* _Exercise goal_
From the entries below, return exactly the lines beginning at the one that contains "by the worker." and ending at the one that contains "a generic one.", both of them included, and only those lines.

Stored data:
________________

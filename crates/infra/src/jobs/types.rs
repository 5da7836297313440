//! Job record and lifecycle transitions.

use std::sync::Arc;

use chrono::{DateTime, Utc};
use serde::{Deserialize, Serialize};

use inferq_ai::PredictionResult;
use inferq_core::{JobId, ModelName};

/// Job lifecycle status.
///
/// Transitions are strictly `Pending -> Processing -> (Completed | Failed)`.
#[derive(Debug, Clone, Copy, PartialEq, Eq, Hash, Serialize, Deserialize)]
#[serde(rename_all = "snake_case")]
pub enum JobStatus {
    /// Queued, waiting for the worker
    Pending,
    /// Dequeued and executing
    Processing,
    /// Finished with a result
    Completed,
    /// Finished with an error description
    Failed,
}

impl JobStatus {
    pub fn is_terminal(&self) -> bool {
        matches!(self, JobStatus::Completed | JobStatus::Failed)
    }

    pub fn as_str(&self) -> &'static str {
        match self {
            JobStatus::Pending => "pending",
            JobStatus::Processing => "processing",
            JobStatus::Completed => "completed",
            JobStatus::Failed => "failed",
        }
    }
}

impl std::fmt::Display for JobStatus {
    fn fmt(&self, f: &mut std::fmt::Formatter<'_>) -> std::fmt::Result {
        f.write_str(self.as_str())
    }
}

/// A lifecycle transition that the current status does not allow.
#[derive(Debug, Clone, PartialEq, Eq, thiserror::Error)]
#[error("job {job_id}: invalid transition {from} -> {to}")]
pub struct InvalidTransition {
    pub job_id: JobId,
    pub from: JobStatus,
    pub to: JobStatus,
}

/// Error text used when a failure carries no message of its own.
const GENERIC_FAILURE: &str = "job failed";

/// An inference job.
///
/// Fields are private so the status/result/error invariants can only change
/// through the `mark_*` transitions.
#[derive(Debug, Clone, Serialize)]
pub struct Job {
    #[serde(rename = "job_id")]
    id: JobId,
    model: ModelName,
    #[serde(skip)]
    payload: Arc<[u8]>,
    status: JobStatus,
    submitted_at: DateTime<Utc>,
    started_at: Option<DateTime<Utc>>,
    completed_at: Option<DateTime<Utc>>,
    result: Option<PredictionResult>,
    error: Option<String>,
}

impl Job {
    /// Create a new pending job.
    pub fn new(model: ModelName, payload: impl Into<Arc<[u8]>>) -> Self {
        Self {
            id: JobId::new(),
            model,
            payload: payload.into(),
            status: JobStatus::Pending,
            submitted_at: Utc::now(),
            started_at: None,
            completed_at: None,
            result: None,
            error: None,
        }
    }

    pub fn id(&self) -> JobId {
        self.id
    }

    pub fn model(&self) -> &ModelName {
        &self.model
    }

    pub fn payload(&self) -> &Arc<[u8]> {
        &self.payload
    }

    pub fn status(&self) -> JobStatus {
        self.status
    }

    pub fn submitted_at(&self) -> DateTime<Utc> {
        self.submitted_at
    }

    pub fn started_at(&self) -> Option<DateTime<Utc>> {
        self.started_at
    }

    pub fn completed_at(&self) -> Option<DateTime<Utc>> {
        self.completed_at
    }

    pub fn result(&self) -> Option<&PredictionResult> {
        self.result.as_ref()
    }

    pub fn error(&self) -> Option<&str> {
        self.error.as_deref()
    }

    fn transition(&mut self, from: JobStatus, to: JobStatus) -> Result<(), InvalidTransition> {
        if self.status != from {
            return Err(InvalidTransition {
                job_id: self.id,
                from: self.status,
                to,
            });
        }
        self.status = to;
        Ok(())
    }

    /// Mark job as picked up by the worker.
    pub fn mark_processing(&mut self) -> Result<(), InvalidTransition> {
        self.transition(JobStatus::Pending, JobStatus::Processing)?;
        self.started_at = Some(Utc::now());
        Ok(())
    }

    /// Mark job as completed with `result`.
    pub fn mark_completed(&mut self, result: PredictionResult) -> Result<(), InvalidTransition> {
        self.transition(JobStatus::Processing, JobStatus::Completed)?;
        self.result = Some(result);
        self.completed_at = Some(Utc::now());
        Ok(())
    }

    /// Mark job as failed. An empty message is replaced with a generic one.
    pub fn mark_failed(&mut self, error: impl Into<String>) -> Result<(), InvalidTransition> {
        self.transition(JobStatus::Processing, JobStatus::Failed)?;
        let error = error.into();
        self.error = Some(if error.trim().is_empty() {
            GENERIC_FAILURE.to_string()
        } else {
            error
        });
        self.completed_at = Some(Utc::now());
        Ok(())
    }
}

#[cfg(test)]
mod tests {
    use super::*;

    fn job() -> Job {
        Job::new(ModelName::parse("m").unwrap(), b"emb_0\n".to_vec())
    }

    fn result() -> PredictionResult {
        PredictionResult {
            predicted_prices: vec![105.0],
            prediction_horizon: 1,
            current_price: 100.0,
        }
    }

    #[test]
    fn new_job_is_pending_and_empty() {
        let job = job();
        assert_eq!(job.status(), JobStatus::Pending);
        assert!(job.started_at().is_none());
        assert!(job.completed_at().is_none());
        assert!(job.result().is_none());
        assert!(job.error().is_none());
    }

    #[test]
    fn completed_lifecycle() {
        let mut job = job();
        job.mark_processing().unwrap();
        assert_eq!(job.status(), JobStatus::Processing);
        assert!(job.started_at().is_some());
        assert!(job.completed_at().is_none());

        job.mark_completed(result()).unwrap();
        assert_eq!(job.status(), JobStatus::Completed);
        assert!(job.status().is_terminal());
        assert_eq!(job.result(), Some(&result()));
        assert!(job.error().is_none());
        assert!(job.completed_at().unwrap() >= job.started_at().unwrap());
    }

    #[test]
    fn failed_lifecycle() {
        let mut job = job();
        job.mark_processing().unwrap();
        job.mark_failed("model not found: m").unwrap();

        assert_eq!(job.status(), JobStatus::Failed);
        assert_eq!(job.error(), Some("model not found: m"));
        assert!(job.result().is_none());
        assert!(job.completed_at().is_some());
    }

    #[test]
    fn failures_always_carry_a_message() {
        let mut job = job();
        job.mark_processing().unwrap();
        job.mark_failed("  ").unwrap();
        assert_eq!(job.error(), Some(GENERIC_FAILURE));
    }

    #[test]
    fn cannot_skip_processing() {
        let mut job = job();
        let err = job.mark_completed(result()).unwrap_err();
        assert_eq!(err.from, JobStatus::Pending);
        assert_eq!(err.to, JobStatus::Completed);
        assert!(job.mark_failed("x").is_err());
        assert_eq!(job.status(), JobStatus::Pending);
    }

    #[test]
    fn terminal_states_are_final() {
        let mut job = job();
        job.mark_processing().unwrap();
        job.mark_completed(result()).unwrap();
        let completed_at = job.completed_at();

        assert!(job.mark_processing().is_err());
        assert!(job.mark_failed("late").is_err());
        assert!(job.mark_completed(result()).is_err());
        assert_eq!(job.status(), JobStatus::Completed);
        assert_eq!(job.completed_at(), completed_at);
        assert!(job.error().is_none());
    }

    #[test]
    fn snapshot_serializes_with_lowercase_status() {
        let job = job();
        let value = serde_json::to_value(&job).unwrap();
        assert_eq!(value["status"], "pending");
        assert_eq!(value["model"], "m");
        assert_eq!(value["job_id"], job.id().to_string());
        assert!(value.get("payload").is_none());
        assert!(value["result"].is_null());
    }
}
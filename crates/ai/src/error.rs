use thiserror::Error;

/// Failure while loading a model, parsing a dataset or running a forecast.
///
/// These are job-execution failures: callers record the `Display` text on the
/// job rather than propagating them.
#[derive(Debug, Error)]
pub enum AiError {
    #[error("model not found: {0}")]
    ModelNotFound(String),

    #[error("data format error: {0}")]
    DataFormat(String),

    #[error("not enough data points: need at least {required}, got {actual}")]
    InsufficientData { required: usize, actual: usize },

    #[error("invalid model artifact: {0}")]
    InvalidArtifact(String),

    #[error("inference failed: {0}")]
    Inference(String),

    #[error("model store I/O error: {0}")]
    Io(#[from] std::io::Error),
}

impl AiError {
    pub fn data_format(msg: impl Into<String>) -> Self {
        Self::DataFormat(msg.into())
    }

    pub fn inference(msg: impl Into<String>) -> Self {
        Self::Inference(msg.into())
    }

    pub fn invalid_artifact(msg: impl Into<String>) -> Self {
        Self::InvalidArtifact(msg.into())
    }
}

________________

* _Output of the task_
    /// Mark job as picked up by the worker.
    pub fn mark_processing(&mut self) -> Result<(), InvalidTransition> {
        self.transition(JobStatus::Pending, JobStatus::Processing)?;
        self.started_at = Some(Utc::now());
        Ok(())
    }

    /// Mark job as completed with `result`.
    pub fn mark_completed(&mut self, result: PredictionResult) -> Result<(), InvalidTransition> {
        self.transition(JobStatus::Processing, JobStatus::Completed)?;
        self.result = Some(result);
        self.completed_at = Some(Utc::now());
        Ok(())
    }

    /// Mark job as failed. An empty message is replaced with a generic one.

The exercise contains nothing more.